Sunday, April 26, 2009

Entry Number One - the beginning of the Journey

This is the beginning of my blog journey! I am going to start with my journey into learning to live by faith. I am not saying that I am good at it - but I am learning to live by faith each and everyday. 

Well the journey into faith started on August 25, 1988 - it was my 19th birthday - it was not the day I became a believer - but it was the day that I began the journey to learning to live by faith. I would like to say that I learned that day that faith was the way to live, but it was not. It was actually the day that I started to see that living by my plan was not the way to live. 

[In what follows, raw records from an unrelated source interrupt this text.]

//! Metrics endpoint handler for Prometheus scraping.
//!
//! This module provides the `/metrics` endpoint handler. It only encodes what
//! the sampler last wrote into the registry; nothing is collected on request.

use axum::{
    extract::State,
    http::{header, StatusCode},
    response::IntoResponse,
};
use prometheus::{Encoder, TextEncoder};
use std::time::Instant;
use thiserror::Error;
use tracing::{debug, error, instrument};

use crate::state::SharedState;

/// Content type of the text exposition format.
pub const METRICS_CONTENT_TYPE: &str = "text/plain; version=0.0.4; charset=utf-8";

/// Buffer capacity for metrics encoding.
const BUFFER_CAP: usize = 4 * 1024;

/// Error type for metrics endpoint failures.
#[derive(Debug, Error)]
pub enum MetricsError {
    #[error("Failed to encode metrics")]
    EncodingFailed,
}

impl IntoResponse for MetricsError {
    fn into_response(self) -> axum::response::Response {
        (StatusCode::INTERNAL_SERVER_ERROR, self.to_string()).into_response()
    }
}

/// Encodes every family in the registry into the text exposition format.
pub fn encode_metrics(state: &SharedState) -> Result<String, MetricsError> {
    let families = state.registry.gather();

    let mut buffer = Vec::with_capacity(BUFFER_CAP);
    let encoder = TextEncoder::new();

    if let Err(e) = encoder.encode(&families, &mut buffer) {
        error!("Failed to encode Prometheus metrics: {}", e);
        return Err(MetricsError::EncodingFailed);
    }

    String::from_utf8(buffer).map_err(|_| MetricsError::EncodingFailed)
}

/// Handler for the /metrics endpoint.
#[instrument(skip(state))]
pub async fn metrics_handler(
    State(state): State<SharedState>,
) -> Result<impl IntoResponse, MetricsError> {
    let start = Instant::now();
    debug!("Processing /metrics request");

    let body = encode_metrics(&state)?;

    debug!(
        "Metrics request completed: {} bytes, {:.3}ms",
        body.len(),
        start.elapsed().as_secs_f64() * 1000.0
    );

    Ok(([(header::CONTENT_TYPE, METRICS_CONTENT_TYPE)], body))
}
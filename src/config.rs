//! Configuration for simple-metrics-exporter.
//!
//! The exporter has no config file and no CLI flags. Process-level settings
//! come from defaults plus `LOG_LEVEL`; the per-tick overrides (`METRIC_VALUE`,
//! `HOSTNAME`, `ENV`) are re-read by the sampler on every tick through an
//! [`EnvSource`].

use std::path::PathBuf;
use std::time::Duration;
use tracing::Level;

// Default configuration constants
pub const DEFAULT_BIND_ADDR: &str = "0.0.0.0";
pub const DEFAULT_PORT: u16 = 8000;
pub const DEFAULT_SAMPLE_INTERVAL_SECS: u64 = 2;
pub const DEFAULT_PROC_ROOT: &str = "/proc";
pub const DEFAULT_DISK_PATH: &str = "/";
pub const DEFAULT_ENV_LABEL: &str = "dev";

/// Environment variable names.
pub const ENV_METRIC_VALUE: &str = "METRIC_VALUE";
pub const ENV_HOSTNAME: &str = "HOSTNAME";
pub const ENV_ENV: &str = "ENV";
pub const ENV_LOG_LEVEL: &str = "LOG_LEVEL";

/// Log level options accepted in `LOG_LEVEL`.
#[derive(Debug, Clone, Copy, PartialEq, Eq)]
pub enum LogLevel {
    Off,
    Error,
    Warn,
    Info,
    Debug,
    Trace,
}

impl LogLevel {
    /// Parses a level name case-insensitively.
    pub fn parse(value: &str) -> Option<Self> {
        match value.trim().to_ascii_lowercase().as_str() {
            "off" => Some(LogLevel::Off),
            "error" => Some(LogLevel::Error),
            "warn" | "warning" => Some(LogLevel::Warn),
            "info" => Some(LogLevel::Info),
            "debug" => Some(LogLevel::Debug),
            "trace" => Some(LogLevel::Trace),
            _ => None,
        }
    }

    /// Maximum tracing level for the subscriber. `None` disables output.
    pub fn as_tracing_level(self) -> Option<Level> {
        match self {
            LogLevel::Off => None,
            LogLevel::Error => Some(Level::ERROR),
            LogLevel::Warn => Some(Level::WARN),
            LogLevel::Info => Some(Level::INFO),
            LogLevel::Debug => Some(Level::DEBUG),
            LogLevel::Trace => Some(Level::TRACE),
        }
    }
}

/// Effective process configuration.
#[derive(Debug, Clone)]
pub struct Config {
    pub bind: String,
    pub port: u16,
    pub sample_interval: Duration,
    /// Root of the procfs tree the sampler reads from.
    pub proc_root: PathBuf,
    /// Filesystem path whose free space is reported.
    pub disk_path: PathBuf,
    pub log_level: LogLevel,
    /// Set when `LOG_LEVEL` held something unrecognized. Reported once logging is up.
    pub invalid_log_level: Option<String>,
}

impl Default for Config {
    fn default() -> Self {
        Self {
            bind: DEFAULT_BIND_ADDR.to_string(),
            port: DEFAULT_PORT,
            sample_interval: Duration::from_secs(DEFAULT_SAMPLE_INTERVAL_SECS),
            proc_root: PathBuf::from(DEFAULT_PROC_ROOT),
            disk_path: PathBuf::from(DEFAULT_DISK_PATH),
            log_level: LogLevel::Info,
            invalid_log_level: None,
        }
    }
}

impl Config {
    /// Socket address string for the HTTP listener.
    pub fn listen_addr(&self) -> String {
        format!("{}:{}", self.bind, self.port)
    }
}

/// Resolves the effective configuration: defaults, then `LOG_LEVEL`.
pub fn resolve_config() -> Config {
    apply_log_level(Config::default(), std::env::var(ENV_LOG_LEVEL).ok())
}

fn apply_log_level(mut config: Config, raw: Option<String>) -> Config {
    if let Some(raw) = raw {
        match LogLevel::parse(&raw) {
            Some(level) => config.log_level = level,
            None => config.invalid_log_level = Some(raw),
        }
    }
    config
}

/// Validate effective config (used at startup)
pub fn validate_effective_config(cfg: &Config) -> Result<(), Box<dyn std::error::Error>> {
    if cfg.sample_interval.is_zero() {
        return Err("sample_interval must be greater than zero".into());
    }

    if cfg.disk_path.as_os_str().is_empty() {
        return Err("disk_path must not be empty".into());
    }

    if cfg.bind.trim().is_empty() {
        return Err("bind address must not be empty".into());
    }

    Ok(())
}

/// Per-tick environment overrides, captured as raw strings.
#[derive(Debug, Clone, Default, PartialEq, Eq)]
pub struct EnvOverrides {
    pub metric_value: Option<String>,
    pub hostname: Option<String>,
    pub env: Option<String>,
}

impl EnvOverrides {
    /// Snapshot of the current process environment.
    pub fn from_process_env() -> Self {
        Self {
            metric_value: std::env::var(ENV_METRIC_VALUE).ok(),
            hostname: std::env::var(ENV_HOSTNAME).ok(),
            env: std::env::var(ENV_ENV).ok(),
        }
    }
}

/// Where the sampler reads its per-tick overrides from.
#[derive(Debug, Clone, Default)]
pub enum EnvSource {
    /// Re-read the process environment on every tick.
    #[default]
    Process,
    /// Always use the given values.
    Fixed(EnvOverrides),
}

impl EnvSource {
    pub fn current(&self) -> EnvOverrides {
        match self {
            EnvSource::Process => EnvOverrides::from_process_env(),
            EnvSource::Fixed(overrides) => overrides.clone(),
        }
    }
}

So, as I said it was my 19th birthday, and I got the shock of my life. I found out I was pregnant. Now, my advice to you is to never take a pregnancy test on your birthday - let me repeat that never take a pregnancy test on your birthday. Whether you want to be pregnant or not. You are not guaranteed that it will turn out the way that you want - and you will never be able to forget the results (because it is your birthday). Well, anyway I made the mistake to take a pregnancy test on my birthday. I was certain that I was not pregnant, but I had missed my period and I just wanted to make sure. Well, I made sure all right. The stick turned blue the second I peed on it. There was no mistaking it I was pregnant. Okay, it would not have been such a shock if I had been with anyone in the last month - but I had not. My boyfriend and I had broken up at the beginning of June and I had not been with anyone else. You would have thought that I would have missed my period in July - but no such luck. So I was pretty far along. I did not know that then, of course. Well, it gets better. I went to the doctor, got confirmation and made a couple of phone calls. I called my mom - now that was something she was not expecting to hear on my 19th birthday. I then called DJ, my ex-boyfriend. He did not believe that I was pregnant - he thought it was a ploy to get back together. Well there was no ploy - and I was feeling like I was all alone. 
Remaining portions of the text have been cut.